In a league with ten or twenty teams, or sometimes more, the overwhelming majority of teams don’t come in first each year. Sometimes a single team wins everything. Sometimes different teams win various tournaments, yet the victory is short-lived and still held by only a single team during that timeframe.
Yet despite the fact that focusing on winning as a strategy for brand growth and economic success is clearly a losing strategy for almost every team, it ends up being the strategy of choice for most everyone. In esports, we don’t tend to have the Oakland A’s playing Moneyball or the Cleveland Browns just collecting a check and chugging along. Virtually every team is spending copious amounts of money trying to win championships. They may not be spending the money on the right players/staff/etc to get the championship in your opinion, yet they are spending it just the same.
And in the end, one team is holding the trophy. Just like it’s always been.
Franchise-like Leagues For Safety
When publishers like Riot and Activision/Blizzard started implementing franchise-like models for their leagues, it was in response to an outcry from teams about how we needed the safety of franchise-like leagues so we could invest for the long term. I will openly admit I was one of those people shouting for it, alongside my peers.
“Give us the safety of a closed league with a revenue share and we’ll become responsible citizens who help build a sustainable ecosystem!” we told them. The case was made that if they took away relegation and committed to a model that we could grow together over the years then teams wouldn’t have to spend absurd amounts of money on their teams just to make sure they didn’t relegate out of the league.
None of that turned out to be true. I know we all believed it at the time. It wasn’t like we were lying to the publishers and snickering aside to each other as we pulled one over on them. We truly thought we were going to become responsible spenders and grow in a healthy way alongside our peers in an ecosystem that supported our growth.

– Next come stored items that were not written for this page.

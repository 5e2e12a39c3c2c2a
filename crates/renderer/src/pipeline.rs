//! Latest-wins compile pipeline.
//!
//! The coordinator side holds a [`PipelineInput`] and submits `(binding,
//! source)` pairs whenever the selection changes or the user edits. The frame
//! side owns the [`CompilePipeline`] and calls [`CompilePipeline::poll`] once per
//! tick. A poll snapshots the newest submission, builds it inline or on a
//! worker thread, and applies only the result whose generation matches the
//! newest dispatched submission; anything older is discarded on arrival.
//!
//! The current program is only ever replaced by a successful build, so a failed
//! edit keeps the last good preview on screen.
use std::sync::{Arc, Mutex, MutexGuard};
use std::thread;

use bus::CompileEvent;
use crossbeam_channel::{unbounded, Receiver, Sender};
use tracing::{debug, warn};

use crate::compile::CompileError;

/// Turns fragment source text into something the frame sink can draw with.
pub trait ProgramBuilder: Send + Sync + 'static {
    type Program: Send + Sync + 'static;

    fn build(&self, source: &str) -> Result<Self::Program, CompileError>;
}

/// Where builds run.
#[derive(Debug, Clone, Copy, PartialEq, Eq, Default)]
pub enum BuildStrategy {
    /// Build on the polling thread before the frame is drawn.
    #[default]
    Inline,
    /// Build on a short-lived worker thread; the result lands on a later poll.
    Threaded,
}

#[derive(Debug, Clone, Copy, PartialEq, Eq)]
pub enum PipelineState {
    Idle,
    Compiling,
    Ready,
    Failed,
}

/// One complete source string together with the example it belongs to.
#[derive(Debug, Clone, PartialEq, Eq)]
pub struct SourceSubmission {
    pub binding: String,
    pub source: String,
    pub generation: u64,
}

#[derive(Debug, Default)]
struct PendingSlot {
    latest: Option<SourceSubmission>,
    generation: u64,
}

/// Cloneable handle used to feed source into a [`CompilePipeline`].
#[derive(Debug, Clone, Default)]
pub struct PipelineInput {
    slot: Arc<Mutex<PendingSlot>>,
}

impl PipelineInput {
    pub fn new() -> Self {
        Self::default()
    }

    /// Replaces the pending source wholesale and returns its generation.
    pub fn submit(&self, binding: impl Into<String>, source: impl Into<String>) -> u64 {
        let mut slot = self.lock();
        slot.generation += 1;
        let generation = slot.generation;
        slot.latest = Some(SourceSubmission {
            binding: binding.into(),
            source: source.into(),
            generation,
        });
        generation
    }

    /// The newest submission, whether or not it has been compiled yet.
    pub fn pending(&self) -> Option<SourceSubmission> {
        self.lock().latest.clone()
    }

    pub fn pending_source(&self) -> Option<String> {
        self.lock().latest.as_ref().map(|pending| pending.source.clone())
    }

    pub fn generation(&self) -> u64 {
        self.lock().generation
    }

    fn newer_than(&self, generation: u64) -> Option<SourceSubmission> {
        self.lock()
            .latest
            .as_ref()
            .filter(|pending| pending.generation > generation)
            .cloned()
    }

    fn lock(&self) -> MutexGuard<'_, PendingSlot> {
        self.slot
            .lock()
            .unwrap_or_else(|poisoned| poisoned.into_inner())
    }
}

/// Result of applying a finished build, tagged with the submission's binding.
#[derive(Debug, Clone, PartialEq, Eq)]
pub enum CompileOutcome {
    Accepted { binding: String, source: String },
    Failed { binding: String, message: String },
}

impl From<CompileOutcome> for CompileEvent {
    fn from(outcome: CompileOutcome) -> Self {
        match outcome {
            CompileOutcome::Accepted { binding, source } => CompileEvent::SourceAccepted {
                example: binding,
                source,
            },
            CompileOutcome::Failed { binding, message } => CompileEvent::CompileFailed {
                example: binding,
                message,
            },
        }
    }
}

struct BuildResult<P> {
    submission: SourceSubmission,
    result: Result<P, CompileError>,
}

pub struct CompilePipeline<B: ProgramBuilder> {
    builder: Arc<B>,
    input: PipelineInput,
    strategy: BuildStrategy,
    state: PipelineState,
    current: Option<Arc<B::Program>>,
    current_source: Option<String>,
    last_error: Option<String>,
    dispatched: u64,
    results_tx: Sender<BuildResult<B::Program>>,
    results_rx: Receiver<BuildResult<B::Program>>,
}

impl<B: ProgramBuilder> CompilePipeline<B> {
    pub fn new(builder: B, input: PipelineInput) -> Self {
        Self::with_strategy(builder, input, BuildStrategy::default())
    }

    pub fn with_strategy(builder: B, input: PipelineInput, strategy: BuildStrategy) -> Self {
        let (results_tx, results_rx) = unbounded();
        Self {
            builder: Arc::new(builder),
            input,
            strategy,
            state: PipelineState::Idle,
            current: None,
            current_source: None,
            last_error: None,
            dispatched: 0,
            results_tx,
            results_rx,
        }
    }

    /// Dispatches the newest submission if it has not been dispatched yet,
    /// then applies any finished build for it.
    ///
    /// Returns the outcome when this poll moved the pipeline into `Ready` or
    /// `Failed`.
    pub fn poll(&mut self) -> Option<CompileOutcome> {
        if let Some(submission) = self.input.newer_than(self.dispatched) {
            self.dispatched = submission.generation;
            self.state = PipelineState::Compiling;
            self.dispatch(submission);
        }

        let mut outcome = None;
        while let Ok(finished) = self.results_rx.try_recv() {
            if finished.submission.generation != self.dispatched {
                debug!(
                    example = %finished.submission.binding,
                    generation = finished.submission.generation,
                    latest = self.dispatched,
                    "discarding superseded shader build"
                );
                continue;
            }
            outcome = Some(self.apply(finished));
        }
        outcome
    }

    pub fn state(&self) -> PipelineState {
        self.state
    }

    pub fn strategy(&self) -> BuildStrategy {
        self.strategy
    }

    pub fn current(&self) -> Option<&B::Program> {
        self.current.as_deref()
    }

    pub fn current_handle(&self) -> Option<Arc<B::Program>> {
        self.current.clone()
    }

    /// Source the current program was built from.
    pub fn current_source(&self) -> Option<&str> {
        self.current_source.as_deref()
    }

    pub fn last_error(&self) -> Option<&str> {
        self.last_error.as_deref()
    }

    pub fn input(&self) -> &PipelineInput {
        &self.input
    }

    fn dispatch(&self, submission: SourceSubmission) {
        match self.strategy {
            BuildStrategy::Inline => self.build_inline(submission),
            BuildStrategy::Threaded => {
                let builder = Arc::clone(&self.builder);
                let results = self.results_tx.clone();
                let fallback = submission.clone();
                let spawned = thread::Builder::new()
                    .name("shaderbook-compile".into())
                    .spawn(move || {
                        let result = builder.build(&submission.source);
                        let _ = results.send(BuildResult { submission, result });
                    });
                if let Err(err) = spawned {
                    warn!(error = %err, "failed to spawn compile thread; building inline");
                    self.build_inline(fallback);
                }
            }
        }
    }

    fn build_inline(&self, submission: SourceSubmission) {
        let result = self.builder.build(&submission.source);
        let _ = self.results_tx.send(BuildResult { submission, result });
    }

    fn apply(&mut self, finished: BuildResult<B::Program>) -> CompileOutcome {
        let BuildResult { submission, result } = finished;
        match result {
            Ok(program) => {
                let previous = self.current.replace(Arc::new(program));
                drop(previous);
                self.current_source = Some(submission.source.clone());
                self.last_error = None;
                self.state = PipelineState::Ready;
                debug!(
                    example = %submission.binding,
                    generation = submission.generation,
                    "compiled shader"
                );
                CompileOutcome::Accepted {
                    binding: submission.binding,
                    source: submission.source,
                }
            }
            Err(err) => {
                let message = err.to_string();
                self.last_error = Some(message.clone());
                self.state = PipelineState::Failed;
                warn!(
                    example = %submission.binding,
                    generation = submission.generation,
                    "shader compile failed; keeping previous program"
                );
                CompileOutcome::Failed {
                    binding: submission.binding,
                    message,
                }
            }
        }
    }
}

#[cfg(test)]
mod tests {
    use std::sync::mpsc;
    use std::time::{Duration, Instant};

    use super::*;

    /// Accepts any source without "error"; the program is the source itself.
    struct EchoBuilder;

    impl ProgramBuilder for EchoBuilder {
        type Program = String;

        fn build(&self, source: &str) -> Result<String, CompileError> {
            if source.contains("error") {
                Err(CompileError::Parse(format!("bad source: {source}")))
            } else {
                Ok(source.to_string())
            }
        }
    }

    /// Blocks builds of "slow" until released, then reports completion.
    struct GatedBuilder {
        release: Mutex<mpsc::Receiver<()>>,
        finished: Mutex<mpsc::Sender<()>>,
    }

    impl ProgramBuilder for GatedBuilder {
        type Program = String;

        fn build(&self, source: &str) -> Result<String, CompileError> {
            if source == "slow" {
                let _ = self.release.lock().unwrap().recv();
                let _ = self.finished.lock().unwrap().send(());
            }
            Ok(source.to_string())
        }
    }

    fn poll_until_outcome<B: ProgramBuilder>(pipeline: &mut CompilePipeline<B>) -> CompileOutcome {
        let deadline = Instant::now() + Duration::from_secs(5);
        loop {
            if let Some(outcome) = pipeline.poll() {
                return outcome;
            }
            assert!(Instant::now() < deadline, "no compile outcome before deadline");
            thread::sleep(Duration::from_millis(2));
        }
    }

    #[test]
    fn idle_until_first_submission() {
        let mut pipeline = CompilePipeline::new(EchoBuilder, PipelineInput::new());
        assert!(pipeline.poll().is_none());
        assert_eq!(pipeline.state(), PipelineState::Idle);
        assert!(pipeline.current().is_none());
    }

    #[test]
    fn inline_success_replaces_program() {
        let input = PipelineInput::new();
        let mut pipeline = CompilePipeline::new(EchoBuilder, input.clone());

        input.submit("Line", "v1");
        let outcome = pipeline.poll();
        assert_eq!(
            outcome,
            Some(CompileOutcome::Accepted {
                binding: "Line".into(),
                source: "v1".into()
            })
        );
        assert_eq!(pipeline.state(), PipelineState::Ready);
        assert_eq!(pipeline.current().map(String::as_str), Some("v1"));
        assert_eq!(pipeline.current_source(), Some("v1"));

        assert!(pipeline.poll().is_none(), "no new submission, no new outcome");
    }

    #[test]
    fn failure_keeps_last_good_program() {
        let input = PipelineInput::new();
        let mut pipeline = CompilePipeline::new(EchoBuilder, input.clone());

        input.submit("Line", "v1");
        pipeline.poll();
        let before = pipeline.current_handle().unwrap();

        input.submit("Line", "error here");
        let outcome = pipeline.poll().unwrap();
        assert!(matches!(outcome, CompileOutcome::Failed { ref binding, .. } if binding == "Line"));
        assert_eq!(pipeline.state(), PipelineState::Failed);
        assert!(Arc::ptr_eq(&before, &pipeline.current_handle().unwrap()));
        assert_eq!(pipeline.current_source(), Some("v1"));
        assert!(pipeline.last_error().unwrap().contains("error here"));
    }

    #[test]
    fn only_latest_submission_is_compiled() {
        let input = PipelineInput::new();
        let mut pipeline = CompilePipeline::new(EchoBuilder, input.clone());

        input.submit("A", "first");
        input.submit("A", "second");
        assert_eq!(input.generation(), 2);
        assert_eq!(input.pending_source().as_deref(), Some("second"));

        let outcome = pipeline.poll().unwrap();
        assert_eq!(
            outcome,
            CompileOutcome::Accepted {
                binding: "A".into(),
                source: "second".into()
            }
        );
    }

    #[test]
    fn resubmitting_identical_source_recompiles() {
        let input = PipelineInput::new();
        let mut pipeline = CompilePipeline::new(EchoBuilder, input.clone());

        input.submit("A", "same");
        assert!(pipeline.poll().is_some());
        input.submit("A", "same");
        assert!(pipeline.poll().is_some());
    }

    #[test]
    fn threaded_stale_result_never_replaces_newer_outcome() {
        let (release_tx, release_rx) = mpsc::channel();
        let (finished_tx, finished_rx) = mpsc::channel();
        let builder = GatedBuilder {
            release: Mutex::new(release_rx),
            finished: Mutex::new(finished_tx),
        };
        let input = PipelineInput::new();
        let mut pipeline =
            CompilePipeline::with_strategy(builder, input.clone(), BuildStrategy::Threaded);

        input.submit("A", "slow");
        assert!(pipeline.poll().is_none());
        assert_eq!(pipeline.state(), PipelineState::Compiling);

        input.submit("B", "fast");
        let outcome = poll_until_outcome(&mut pipeline);
        assert_eq!(
            outcome,
            CompileOutcome::Accepted {
                binding: "B".into(),
                source: "fast".into()
            }
        );

        release_tx.send(()).unwrap();
        finished_rx
            .recv_timeout(Duration::from_secs(5))
            .expect("slow build finished");
        thread::sleep(Duration::from_millis(50));

        assert!(pipeline.poll().is_none());
        assert_eq!(pipeline.current().map(String::as_str), Some("fast"));
        assert_eq!(pipeline.state(), PipelineState::Ready);
    }

    #[test]
    fn outcome_converts_to_bus_event() {
        let event: CompileEvent = CompileOutcome::Failed {
            binding: "Step".into(),
            message: "oops".into(),
        }
        .into();
        assert_eq!(
            event,
            CompileEvent::CompileFailed {
                example: "Step".into(),
                message: "oops".into()
            }
        );
    }
}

Instead, spending never stopped climbing. Organizations continued to raise huge amounts of venture capital on inflated valuations to feed budgets that were out of control. We all had these huge egos to feed and the best way to do that was to sign the best players to our teams to chase another trophy. So instead of looking at our budgets over the next five to ten years and thinking about how we’re going to build toward a sustainable enterprise, organizations were chasing the biggest names no matter what the cost. Then we could complain that the publishers weren’t doing enough to help us become sustainable. It was all their fault!!
The focus was on this year; on this trophy. Nothing had really changed.
Long Term Growth Mindset
There have been a few companies who have somehow managed to stave off the allure of winning at all costs. In some cases, the return on longer term investment has even paid off. Golden Guardians was praised this spring for focusing not on the biggest names, but rather building a team within a reasonable budget who could grow over time to compete. Eventually it led to their first season finals appearance and a spot at an international event. Whether this spending strategy was intentional or just a result of budgets being tight is unknown. The results still stand, either way.
The strategy is a sound one. Spend what you can afford to. You can do it like the Oakland A’s and try to outthink everyone else with your smaller budget or you can just accept mediocre results. In either example you are building toward long-term sustainability, rather than throwing all of your chips in for the potential ego boost that comes from a shiny trophy at the end of the rainbow.
Championship glow is fleeting. It fades away super fast. In it’s wake we find financial devastation that was always preventable.